A Death Blow To An American Industry

oil productionMy Comments: I rarely post on the weekend, but since it’s August and many of us are driving somewhere for a few days, this seems relevant. It’s mostly about the money we pay for gas these days at the pump. But there will be significant ripples across the planet as this plays out.

While a roomful of economists will have totally divergent ideas, Harry Dent is the one who predicted the DOW at 20,000 some 20 years ago. He has a very solid resume. As for me, I’d just as soon pay less to fill up the car and worry about something else these days.

Aug. 7, 2015, by Harry Dent

Summary

  • Why oil’s bounce will not be as big this time around.
  • The impact QE has had on the oil industry.
  • More about the greater global slowdown that lies ahead.

Oil is on a course to test its $42 lows from March, as I’ve said it would. And the way it’s been falling lately, I wouldn’t be surprised if it happens in the next couple of weeks.

There are several ramifications to this. In the long term, it will devastate the global economy as shrinking demand wipes out oil players and oil jobs around the world. But in the short term it will affect the U.S. more — possibly more than any other country — striking a death blow to the fracking industry, specifically because it’s become such a staple of our bubble economy and recovery.

Many are quick to think that since oil bounced back in recent months it will do so again. We did say it would bounce, and it did just that — bouncing back to $63, right in our target range of $62 to $74. But I don’t expect it to bounce for long this time around. John Kilduff from Again Capital shares our view. That’s because the world is quickly becoming a different place. The bubble euphoria investors have enjoyed since 2008 is showing several signs that it cannot continue.

And since the fracking industry is one of the highest cost producers and nothing more than a mirage created by QE economics, it might well be one of the triggers for what could become the greatest crash of our lifetime. Fracking had been around for a while before it really took off in the last decade. Its large upfront costs had made it impossible for it to become a leading player in the oil industry.

But the zero-interest rate policies launched by the Fed and other central banks suddenly caused junk bonds to drop to more affordable levels. Yields that were once 10% fell to 5.5%. So the frackers swooped in, jolting their industry forward like a shot straight to the heart.

Along with the global economy, QE propped up the oil industry — lifting it off its 2008 low of $32 (which would’ve been much lower if QE hadn’t come into the picture) to the early 2011 high of $115. Fracking could exist in that environment. At today’s prices, it can’t.

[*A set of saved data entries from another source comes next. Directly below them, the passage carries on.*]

fn action_str(action: FeedbackAction) -> &'static str {
    match action {
        FeedbackAction::Accepted => "accepted",
        FeedbackAction::Skipped => "skipped",
        FeedbackAction::Completed => "completed",
        FeedbackAction::FeedbackPositive => "feedback_positive",
        FeedbackAction::FeedbackNegative => "feedback_negative",
    }
}

fn parse_action(raw: &str) -> rusqlite::Result<FeedbackAction> {
    match raw {
        "accepted" => Ok(FeedbackAction::Accepted),
        "skipped" => Ok(FeedbackAction::Skipped),
        "completed" => Ok(FeedbackAction::Completed),
        "feedback_positive" => Ok(FeedbackAction::FeedbackPositive),
        "feedback_negative" => Ok(FeedbackAction::FeedbackNegative),
        _ => Err(conversion_err(3, "unknown feedback action")),
    }
}

fn trend_str(trend: TrendDirection) -> &'static str {
    match trend {
        TrendDirection::Increasing => "increasing",
        TrendDirection::Decreasing => "decreasing",
        TrendDirection::Stable => "stable",
    }
}

fn parse_trend(raw: &str) -> rusqlite::Result<TrendDirection> {
    match raw {
        "increasing" => Ok(TrendDirection::Increasing),
        "decreasing" => Ok(TrendDirection::Decreasing),
        "stable" => Ok(TrendDirection::Stable),
        _ => Err(conversion_err(2, "unknown trend")),
    }
}

fn rule_type_str(rule_type: RuleType) -> &'static str {
    match rule_type {
        RuleType::Preference => "preference",
        RuleType::Avoidance => "avoidance",
        RuleType::Timing => "timing",
        RuleType::Energy => "energy",
    }
}

fn parse_rule_type(raw: &str) -> rusqlite::Result<RuleType> {
    match raw {
        "preference" => Ok(RuleType::Preference),
        "avoidance" => Ok(RuleType::Avoidance),
        "timing" => Ok(RuleType::Timing),
        "energy" => Ok(RuleType::Energy),
        _ => Err(conversion_err(1, "unknown rule type")),
    }
}

fn strategy_str(strategy: PlanStrategy) -> &'static str {
    match strategy {
        PlanStrategy::Balanced => "balanced",
        PlanStrategy::Focused => "focused",
        PlanStrategy::Intensive => "intensive",
    }
}

fn parse_strategy(raw: &str) -> rusqlite::Result<PlanStrategy> {
    PlanStrategy::parse(raw).ok_or_else(|| conversion_err(4, "unknown strategy"))
}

I don’t know how else to say it — without QE, it’s a mirage. An illusion. Totally artificial. And like the trillions that are about to disappear from the world, it’s like magic. Now you see it, now you don’t.

The way oil prices are falling — and the way the global economy is displaying greater signs of weakness — you can bet that fracking is doomed! Its breakeven cost is around $65 — and between $55 and $80 for most producers. That’s to say nothing of profits and long-term sustainability as a business! With oil below $42, frackers have no hope, and a mountain of debt they can’t repay.

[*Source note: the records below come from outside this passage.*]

//! Task, work session, and project types.
//!
//! Tasks form a 3-level tree (main task → subtask → microtask). The level of
//! a task must stay consistent with its `parent_task_id` chain, and parent
//! progress is always derived from child statuses, never stored.

use chrono::{DateTime, Utc};
use serde::{Deserialize, Serialize};

use crate::error::ValidationError;

/// Task lifecycle status.
#[derive(Debug, Clone, Copy, Serialize, Deserialize, PartialEq, Eq)]
#[serde(rename_all = "snake_case")]
pub enum TaskStatus {
    /// Task has been created but not started
    Pending,
    /// Task is actively being worked on
    InProgress,
    /// Task is completed (terminal state)
    Completed,
    /// Task was cancelled (terminal state)
    Cancelled,
}

impl TaskStatus {
    /// Whether this status counts as open work.
    pub fn is_open(&self) -> bool {
        matches!(self, TaskStatus::Pending | TaskStatus::InProgress)
    }
}

impl Default for TaskStatus {
    fn default() -> Self {
        TaskStatus::Pending
    }
}

/// Task priority.
#[derive(Debug, Clone, Copy, Serialize, Deserialize, PartialEq, Eq)]
#[serde(rename_all = "lowercase")]
pub enum TaskPriority {
    Low,
    Medium,
    High,
    Urgent,
}

impl TaskPriority {
    /// Numeric weight used for queue ordering (higher schedules first).
    pub fn weight(&self) -> u8 {
        match self {
            TaskPriority::Low => 1,
            TaskPriority::Medium => 2,
            TaskPriority::High => 3,
            TaskPriority::Urgent => 4,
        }
    }

    /// Energy a task of this priority typically demands.
    pub fn energy_requirement(&self) -> EnergyLevel {
        match self {
            TaskPriority::Urgent | TaskPriority::High => EnergyLevel::High,
            TaskPriority::Medium => EnergyLevel::Medium,
            TaskPriority::Low => EnergyLevel::Low,
        }
    }
}

impl Default for TaskPriority {
    fn default() -> Self {
        TaskPriority::Medium
    }
}

/// Energy level for task scheduling.
#[derive(Debug, Clone, Copy, Serialize, Deserialize, PartialEq, Eq, Hash)]
#[serde(rename_all = "lowercase")]
pub enum EnergyLevel {
    /// Low energy (e.g., end of day)
    Low,
    /// Medium energy (default)
    Medium,
    /// High energy (e.g., morning)
    High,
}

impl Default for EnergyLevel {
    fn default() -> Self {
        EnergyLevel::Medium
    }
}

/// Position of a task in the 3-level tree.
#[derive(Debug, Clone, Copy, Serialize, Deserialize, PartialEq, Eq, PartialOrd, Ord)]
#[serde(rename_all = "lowercase")]
pub enum TaskLevel {
    /// Top-level main task
    Main,
    /// Child of a main task
    Subtask,
    /// Child of a subtask
    Microtask,
}

impl TaskLevel {
    /// Numeric level (1-3), matching the stored representation.
    pub fn depth(&self) -> u8 {
        match self {
            TaskLevel::Main => 1,
            TaskLevel::Subtask => 2,
            TaskLevel::Microtask => 3,
        }
    }

    /// Level from its numeric form.
    pub fn from_depth(depth: u8) -> Option<Self> {
        match depth {
            1 => Some(TaskLevel::Main),
            2 => Some(TaskLevel::Subtask),
            3 => Some(TaskLevel::Microtask),
            _ => None,
        }
    }

    /// The level a direct child of this level must have.
    pub fn child_level(&self) -> Option<TaskLevel> {
        match self {
            TaskLevel::Main => Some(TaskLevel::Subtask),
            TaskLevel::Subtask => Some(TaskLevel::Microtask),
            TaskLevel::Microtask => None,
        }
    }
}

impl Default for TaskLevel {
    fn default() -> Self {
        TaskLevel::Main
    }
}

/// A task record.
///
/// Tasks are soft-deleted via the `archived` flag rather than removed.
#[derive(Debug, Clone, Serialize, Deserialize)]
pub struct Task {
    /// Unique identifier
    pub id: String,
    /// Task title
    pub title: String,
    /// Optional description
    pub description: Option<String>,
    /// Lifecycle status
    pub status: TaskStatus,
    /// Priority
    pub priority: TaskPriority,
    /// Due date (null when the task has no deadline)
    pub due_date: Option<DateTime<Utc>>,
    /// Estimated duration in minutes (null if not set)
    pub estimated_minutes: Option<u32>,
    /// Actual logged duration in minutes
    pub actual_minutes: Option<u32>,
    /// Optional project ID
    pub project_id: Option<String>,
    /// Parent task ID when this task is a subtask or microtask
    pub parent_task_id: Option<String>,
    /// Level in the task tree
    pub level: TaskLevel,
    /// Tags for categorization
    #[serde(default)]
    pub tags: Vec<String>,
    /// Soft-delete flag
    #[serde(default)]
    pub archived: bool,
    /// Creation timestamp
    pub created_at: DateTime<Utc>,
    /// Completion timestamp (null if not completed)
    pub completed_at: Option<DateTime<Utc>>,
}

impl Task {
    /// Create a new pending main task.
    pub fn new(title: impl Into<String>) -> Self {
        Self {
            id: uuid::Uuid::new_v4().to_string(),
            title: title.into(),
            description: None,
            status: TaskStatus::Pending,
            priority: TaskPriority::Medium,
            due_date: None,
            estimated_minutes: None,
            actual_minutes: None,
            project_id: None,
            parent_task_id: None,
            level: TaskLevel::Main,
            tags: Vec::new(),
            archived: false,
            created_at: Utc::now(),
            completed_at: None,
        }
    }

    /// Whether the task is past its due date at `now`.
    pub fn is_overdue(&self, now: DateTime<Utc>) -> bool {
        self.status.is_open() && self.due_date.is_some_and(|due| due < now)
    }

    /// Whether the task is due on the same calendar day as `now`.
    pub fn is_due_today(&self, now: DateTime<Utc>) -> bool {
        self.status.is_open() && self.due_date.is_some_and(|due| due.date_naive() == now.date_naive())
    }

    /// Whether the task participates in scheduling and recommendations.
    pub fn is_plannable(&self) -> bool {
        self.status.is_open() && !self.archived
    }
}

/// A logged unit of work, optionally attached to a task.
///
/// Immutable once ended, except for `notes`.
#[derive(Debug, Clone, Serialize, Deserialize)]
pub struct WorkSession {
    pub id: String,
    pub task_id: Option<String>,
    pub started_at: DateTime<Utc>,
    pub ended_at: Option<DateTime<Utc>>,
    pub duration_minutes: u32,
    /// Self-reported productivity, 1 (worst) to 5 (best)
    pub productivity_score: Option<u8>,
    pub notes: Option<String>,
}

impl WorkSession {
    /// Start a session at `started_at`.
    pub fn start(task_id: Option<String>, started_at: DateTime<Utc>) -> Self {
        Self {
            id: uuid::Uuid::new_v4().to_string(),
            task_id,
            started_at,
            ended_at: None,
            duration_minutes: 0,
            productivity_score: None,
            notes: None,
        }
    }

    /// End the session, fixing its duration.
    ///
    /// # Errors
    /// Returns an error if `ended_at` is not after `started_at`.
    pub fn end(
        &mut self,
        ended_at: DateTime<Utc>,
        productivity_score: Option<u8>,
    ) -> Result<(), ValidationError> {
        if ended_at <= self.started_at {
            return Err(ValidationError::InvalidTimeRange {
                start: self.started_at,
                end: ended_at,
            });
        }
        self.ended_at = Some(ended_at);
        self.duration_minutes = (ended_at - self.started_at).num_minutes().max(0) as u32;
        self.productivity_score = productivity_score.map(|s| s.clamp(1, 5));
        Ok(())
    }
}

/// Project status.
#[derive(Debug, Clone, Copy, Serialize, Deserialize, PartialEq, Eq)]
#[serde(rename_all = "lowercase")]
pub enum ProjectStatus {
    Active,
    Completed,
    Archived,
}

/// A project grouping tasks under a shared deadline.
#[derive(Debug, Clone, Serialize, Deserialize)]
pub struct Project {
    pub id: String,
    pub name: String,
    pub status: ProjectStatus,
    pub deadline: Option<DateTime<Utc>>,
    pub created_at: DateTime<Utc>,
}

impl Project {
    pub fn new(name: impl Into<String>) -> Self {
        Self {
            id: uuid::Uuid::new_v4().to_string(),
            name: name.into(),
            status: ProjectStatus::Active,
            deadline: None,
            created_at: Utc::now(),
        }
    }
}

/// Validate the 3-level tree invariant over a task set.
///
/// Every task's level must match its parent chain: main tasks have no parent,
/// subtasks hang off main tasks, microtasks hang off subtasks.
///
/// # Errors
/// Returns the first violation found.
pub fn validate_hierarchy(tasks: &[Task]) -> Result<(), ValidationError> {
    let by_id: std::collections::HashMap<&str, &Task> =
        tasks.iter().map(|t| (t.id.as_str(), t)).collect();

    for task in tasks {
        match (&task.parent_task_id, task.level) {
            (None, TaskLevel::Main) => {}
            (None, level) => {
                return Err(ValidationError::InvalidHierarchy {
                    task_id: task.id.clone(),
                    message: format!("level {:?} requires a parent task", level),
                });
            }
            (Some(parent_id), level) => {
                let parent = by_id.get(parent_id.as_str()).ok_or_else(|| {
                    ValidationError::InvalidHierarchy {
                        task_id: task.id.clone(),
                        message: format!("parent '{parent_id}' not found"),
                    }
                })?;
                if parent.level.child_level() != Some(level) {
                    return Err(ValidationError::InvalidHierarchy {
                        task_id: task.id.clone(),
                        message: format!(
                            "level {:?} cannot be a child of {:?}",
                            level, parent.level
                        ),
                    });
                }
            }
        }
    }
    Ok(())
}

/// Derived completion progress (0-100) for a task, rolled up from children.
///
/// Leaves report 100 when completed, 0 otherwise. A parent's progress is the
/// mean of its direct children's progress.
pub fn overall_progress(task: &Task, all_tasks: &[Task]) -> u8 {
    let children: Vec<&Task> = all_tasks
        .iter()
        .filter(|t| t.parent_task_id.as_deref() == Some(task.id.as_str()) && !t.archived)
        .collect();

    if children.is_empty() {
        return if task.status == TaskStatus::Completed { 100 } else { 0 };
    }

    let sum: u32 = children
        .iter()
        .map(|c| overall_progress(c, all_tasks) as u32)
        .sum();
    (sum / children.len() as u32) as u8
}

#[cfg(test)]
mod tests {
    use super::*;

    fn child_of(parent: &Task, level: TaskLevel) -> Task {
        let mut t = Task::new("child");
        t.parent_task_id = Some(parent.id.clone());
        t.level = level;
        t
    }

    #[test]
    fn test_valid_three_level_tree() {
        let main = Task::new("main");
        let sub = child_of(&main, TaskLevel::Subtask);
        let micro = child_of(&sub, TaskLevel::Microtask);
        assert!(validate_hierarchy(&[main, sub, micro]).is_ok());
    }

    #[test]
    fn test_microtask_under_main_is_rejected() {
        let main = Task::new("main");
        let micro = child_of(&main, TaskLevel::Microtask);
        assert!(validate_hierarchy(&[main, micro]).is_err());
    }

    #[test]
    fn test_subtask_without_parent_is_rejected() {
        let mut orphan = Task::new("orphan");
        orphan.level = TaskLevel::Subtask;
        assert!(validate_hierarchy(&[orphan]).is_err());
    }

    #[test]
    fn test_progress_rolls_up_from_children() {
        let main = Task::new("main");
        let mut a = child_of(&main, TaskLevel::Subtask);
        let b = child_of(&main, TaskLevel::Subtask);
        a.status = TaskStatus::Completed;

        let tasks = vec![main.clone(), a, b];
        assert_eq!(overall_progress(&tasks[0], &tasks), 50);
    }

    #[test]
    fn test_leaf_progress_follows_status() {
        let mut t = Task::new("leaf");
        assert_eq!(overall_progress(&t, &[t.clone()]), 0);
        t.status = TaskStatus::Completed;
        assert_eq!(overall_progress(&t, std::slice::from_ref(&t)), 100);
    }

    #[test]
    fn test_session_end_fixes_duration() {
        let start = Utc::now();
        let mut session = WorkSession::start(None, start);
        session
            .end(start + chrono::Duration::minutes(25), Some(4))
            .unwrap();
        assert_eq!(session.duration_minutes, 25);
        assert_eq!(session.productivity_score, Some(4));
    }

    #[test]
    fn test_session_end_before_start_is_rejected() {
        let start = Utc::now();
        let mut session = WorkSession::start(None, start);
        assert!(session.end(start - chrono::Duration::minutes(1), None).is_err());
    }

    #[test]
    fn test_overdue_only_applies_to_open_tasks() {
        let now = Utc::now();
        let mut t = Task::new("t");
        t.due_date = Some(now - chrono::Duration::hours(1));
        assert!(t.is_overdue(now));
        t.status = TaskStatus::Completed;
        assert!(!t.is_overdue(now));
    }
}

Beyond that, there are two key reasons oil will not return to the more profitable mark of $80-plus for at least a decade. Kilduff and I agree here as well. There is no government or central bank supporting the fall of oil like they are stocks and bonds. Saudi Arabia, the largest producer that also pumps oil the cheapest, is hell-bent on wiping out its competition by churning out more and more oil to feed the supply glut.

They will stop at nothing to achieve this — and since they don’t see the huge falloff in demand ahead that we see globally, the Saudis will keep pumping even at the expense of their own government budget. The other reason is that when all this global stimulus starts to unravel, demand for oil will fall at an unexpected rate. We’re talking $30 by Christmas time, as Kilduff said on CNBC Squawk Box recently. I’ve been saying $32 by late January, but John is the ultimate expert in this sector.

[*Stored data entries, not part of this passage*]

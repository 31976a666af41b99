//! semana-server — the Semana functions service.
//!
//! Hosts the two planner functions over HTTP:
//!
//! - `POST /functions/weekly-planner` — generate and persist the week's plan
//! - `POST /functions/proactive-notifications` — scan tasks/feedback and
//!   insert due notifications
//! - `GET  /health` — server status
//!
//! Both POST routes require `Authorization: Bearer <token>`, where the token
//! comes from `[server] api_token` in the config file (or the
//! SEMANA_API_TOKEN environment variable). Requests without a valid token get
//! 401; persistence failures surface as 500 with the underlying message.
//!
//! Run: `cargo run -p semana-server`

use std::sync::Arc;

use axum::extract::State;
use axum::http::{header, HeaderMap, StatusCode};
use axum::response::{IntoResponse, Response};
use axum::routing::{get, post};
use axum::{Json, Router};
use chrono::{NaiveDate, Utc};
use serde::{Deserialize, Serialize};
use tower_http::cors::CorsLayer;

use semana_core::learning::ANALYSIS_WINDOW;
use semana_core::notify::proactive_scan;
use semana_core::planner::{
    PlanBundle, PlanOutcome, PlanStrategy, ProductivityHistory, WeeklyPlanner,
};
use semana_core::storage::{Config, Database};

// ── Server state ──────────────────────────────────────────────────────────

struct ServerState {
    api_token: Option<String>,
    user_id: String,
}

impl ServerState {
    fn from_config(config: &Config) -> Self {
        let api_token = std::env::var("SEMANA_API_TOKEN")
            .ok()
            .or_else(|| config.server.api_token.clone());
        Self {
            api_token,
            user_id: config.server.user_id.clone(),
        }
    }

    /// Check the Authorization header against the configured token.
    ///
    /// An unset token disables the service: every request is rejected.
    fn authorize(&self, headers: &HeaderMap) -> bool {
        let Some(expected) = self.api_token.as_deref() else {
            return false;
        };
        headers
            .get(header::AUTHORIZATION)
            .and_then(|v| v.to_str().ok())
            .and_then(|v| v.strip_prefix("Bearer "))
            .is_some_and(|token| token == expected)
    }
}

fn unauthorized() -> Response {
    (
        StatusCode::UNAUTHORIZED,
        Json(serde_json::json!({ "error": "Unauthorized" })),
    )
        .into_response()
}

fn internal_error(message: String) -> Response {
    (
        StatusCode::INTERNAL_SERVER_ERROR,
        Json(serde_json::json!({ "error": message })),
    )
        .into_response()
}

// ── Weekly planner function ───────────────────────────────────────────────

#[derive(Debug, Deserialize)]
#[serde(rename_all = "camelCase")]
struct WeeklyPlannerRequest {
    week_start_date: String,
    #[serde(default)]
    strategy: Option<String>,
}

#[derive(Debug, Serialize)]
#[serde(rename_all = "camelCase")]
struct WeeklyPlannerResponse {
    success: bool,
    weekly_plan: Option<semana_core::planner::WeeklyPlan>,
    statistics: Option<semana_core::planner::PlanStatistics>,
    insights: Vec<semana_core::planner::PlanInsight>,
}

impl WeeklyPlannerResponse {
    fn empty() -> Self {
        Self {
            success: true,
            weekly_plan: None,
            statistics: None,
            insights: Vec::new(),
        }
    }

    fn from_bundle(bundle: PlanBundle) -> Self {
        Self {
            success: true,
            weekly_plan: Some(bundle.plan),
            statistics: Some(bundle.statistics),
            insights: bundle.insights,
        }
    }
}

async fn weekly_planner(
    State(state): State<Arc<ServerState>>,
    headers: HeaderMap,
    Json(request): Json<WeeklyPlannerRequest>,
) -> Response {
    if !state.authorize(&headers) {
        return unauthorized();
    }

    let Ok(week_start) = NaiveDate::parse_from_str(&request.week_start_date, "%Y-%m-%d") else {
        return (
            StatusCode::BAD_REQUEST,
            Json(serde_json::json!({
                "error": format!("invalid weekStartDate '{}'", request.week_start_date)
            })),
        )
            .into_response();
    };
    let strategy = match request.strategy.as_deref() {
        None => PlanStrategy::default(),
        Some(raw) => match PlanStrategy::parse(raw) {
            Some(strategy) => strategy,
            None => {
                return (
                    StatusCode::BAD_REQUEST,
                    Json(serde_json::json!({ "error": format!("invalid strategy '{raw}'") })),
                )
                    .into_response();
            }
        },
    };

    let user = state.user_id.clone();
    let result = tokio::task::spawn_blocking(move || run_planner(&user, week_start, strategy)).await;

    match result {
        Ok(Ok(response)) => (StatusCode::OK, Json(response)).into_response(),
        Ok(Err(e)) => {
            tracing::error!("weekly planner failed: {e}");
            internal_error(e.to_string())
        }
        Err(e) => internal_error(e.to_string()),
    }
}

fn run_planner(
    user: &str,
    week_start: NaiveDate,
    strategy: PlanStrategy,
) -> Result<WeeklyPlannerResponse, semana_core::CoreError> {
    let db = Database::open()?;
    let config = Config::load()?;

    let completed = db.completed_tasks_since(user, 30)?;
    let sessions = db.sessions_since(user, 30)?;
    let history = ProductivityHistory::from_records(&completed, &sessions);
    let tasks = db.list_tasks(user)?;

    let planner = WeeklyPlanner::new(&config.planner, &history);
    match planner.plan(user, week_start, strategy, &tasks) {
        PlanOutcome::NothingToPlan => Ok(WeeklyPlannerResponse::empty()),
        PlanOutcome::Planned(bundle) => {
            db.upsert_weekly_plan(&bundle.plan)?;
            Ok(WeeklyPlannerResponse::from_bundle(*bundle))
        }
    }
}

// ── Proactive notifications function ──────────────────────────────────────

#[derive(Debug, Serialize)]
struct NotificationsResponse {
    success: bool,
    notifications_created: u32,
}

async fn proactive_notifications(
    State(state): State<Arc<ServerState>>,
    headers: HeaderMap,
) -> Response {
    if !state.authorize(&headers) {
        return unauthorized();
    }

    let user = state.user_id.clone();
    let result = tokio::task::spawn_blocking(move || run_scan(&user)).await;

    match result {
        Ok(Ok(created)) => (
            StatusCode::OK,
            Json(NotificationsResponse {
                success: true,
                notifications_created: created,
            }),
        )
            .into_response(),
        Ok(Err(e)) => {
            tracing::error!("notification scan failed: {e}");
            internal_error(e.to_string())
        }
        Err(e) => internal_error(e.to_string()),
    }
}

fn run_scan(user: &str) -> Result<u32, semana_core::CoreError> {
    let db = Database::open()?;
    let tasks = db.list_tasks(user)?;
    let feedback = db.recent_feedback(user, ANALYSIS_WINDOW)?;
    let drafts = proactive_scan(user, &tasks, &feedback, Utc::now());

    let mut created = 0u32;
    for draft in &drafts {
        if db.insert_notification_unique(draft)? {
            created += 1;
        }
    }
    Ok(created)
}

// ── Health ────────────────────────────────────────────────────────────────

async fn health() -> Json<serde_json::Value> {
    Json(serde_json::json!({
        "status": "ok",
        "service": "semana-server",
        "version": env!("CARGO_PKG_VERSION"),
    }))
}

// ── Entry point ───────────────────────────────────────────────────────────

#[tokio::main]
async fn main() {
    tracing_subscriber::fmt()
        .with_env_filter(
            tracing_subscriber::EnvFilter::try_from_default_env()
                .unwrap_or_else(|_| tracing_subscriber::EnvFilter::new("info")),
        )
        .init();

    let config = Config::load().unwrap_or_else(|e| {
        tracing::error!("failed to load configuration: {e}");
        std::process::exit(1);
    });
    let addr = std::env::var("SEMANA_SERVER_BIND").unwrap_or_else(|_| config.server.bind_addr.clone());

    let state = Arc::new(ServerState::from_config(&config));
    if state.api_token.is_none() {
        tracing::warn!("no api_token configured; all function requests will be rejected");
    }

    let app = Router::new()
        .route("/health", get(health))
        .route("/functions/weekly-planner", post(weekly_planner))
        .route("/functions/proactive-notifications", post(proactive_notifications))
        .layer(CorsLayer::permissive())
        .with_state(state);

    let listener = tokio::net::TcpListener::bind(&addr)
        .await
        .unwrap_or_else(|e| {
            tracing::error!("failed to bind {addr}: {e}");
            std::process::exit(1);
        });
    tracing::info!("semana-server listening on {addr}");

    axum::serve(listener, app).await.unwrap_or_else(|e| {
        tracing::error!("server error: {e}");
        std::process::exit(1);
    });
}

#[cfg(test)]
mod tests {
    use super::*;
    use axum::http::HeaderValue;

    fn state_with_token(token: Option<&str>) -> ServerState {
        ServerState {
            api_token: token.map(|t| t.to_string()),
            user_id: "local".to_string(),
        }
    }

    fn bearer(token: &str) -> HeaderMap {
        let mut headers = HeaderMap::new();
        headers.insert(
            header::AUTHORIZATION,
            HeaderValue::from_str(&format!("Bearer {token}")).unwrap(),
        );
        headers
    }

    #[test]
    fn test_authorize_accepts_matching_token() {
        let state = state_with_token(Some("secreto"));
        assert!(state.authorize(&bearer("secreto")));
    }

    #[test]
    fn test_authorize_rejects_bad_or_missing_token() {
        let state = state_with_token(Some("secreto"));
        assert!(!state.authorize(&bearer("otro")));
        assert!(!state.authorize(&HeaderMap::new()));

        let mut malformed = HeaderMap::new();
        malformed.insert(header::AUTHORIZATION, HeaderValue::from_static("secreto"));
        assert!(!state.authorize(&malformed));
    }

    #[test]
    fn test_unset_token_rejects_everything() {
        let state = state_with_token(None);
        assert!(!state.authorize(&bearer("cualquiera")));
    }

    #[test]
    fn test_request_body_shape() {
        let parsed: WeeklyPlannerRequest =
            serde_json::from_str(r#"{"weekStartDate":"2025-03-10","strategy":"focused"}"#).unwrap();
        assert_eq!(parsed.week_start_date, "2025-03-10");
        assert_eq!(parsed.strategy.as_deref(), Some("focused"));

        let minimal: WeeklyPlannerRequest =
            serde_json::from_str(r#"{"weekStartDate":"2025-03-10"}"#).unwrap();
        assert!(minimal.strategy.is_none());
    }

    #[test]
    fn test_empty_response_shape() {
        let value = serde_json::to_value(WeeklyPlannerResponse::empty()).unwrap();
        assert_eq!(value["success"], true);
        assert!(value["weeklyPlan"].is_null());
    }
}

That said, it’s very possible and likely that oil could bounce after touching a $30 to $32 bottom in the months ahead — once fracking stops adding to the supply glut. You’d be surprised just how big a contributor this industry has been to this bloated oversupply in oil. Just look at how many rigs belong to fracking or “horizontal” drilling:

That should make it very clear that the death of fracking will wipe away most of the oil supply and return it to more ordinary levels. And it will crush the American energy industry. But the larger issue is what follows: a greater global slowdown that’ll unfold in the latter part of this decade. That will absolutely crucify global demand for oil!

Governments won’t see this coming — not ours, not Saudi Arabia’s. Central banks will be kidding themselves if they so much as try to stop it. They can’t buy oil with any credibility as they have their own “safer” bonds. This is one free market force that will shoot to kill.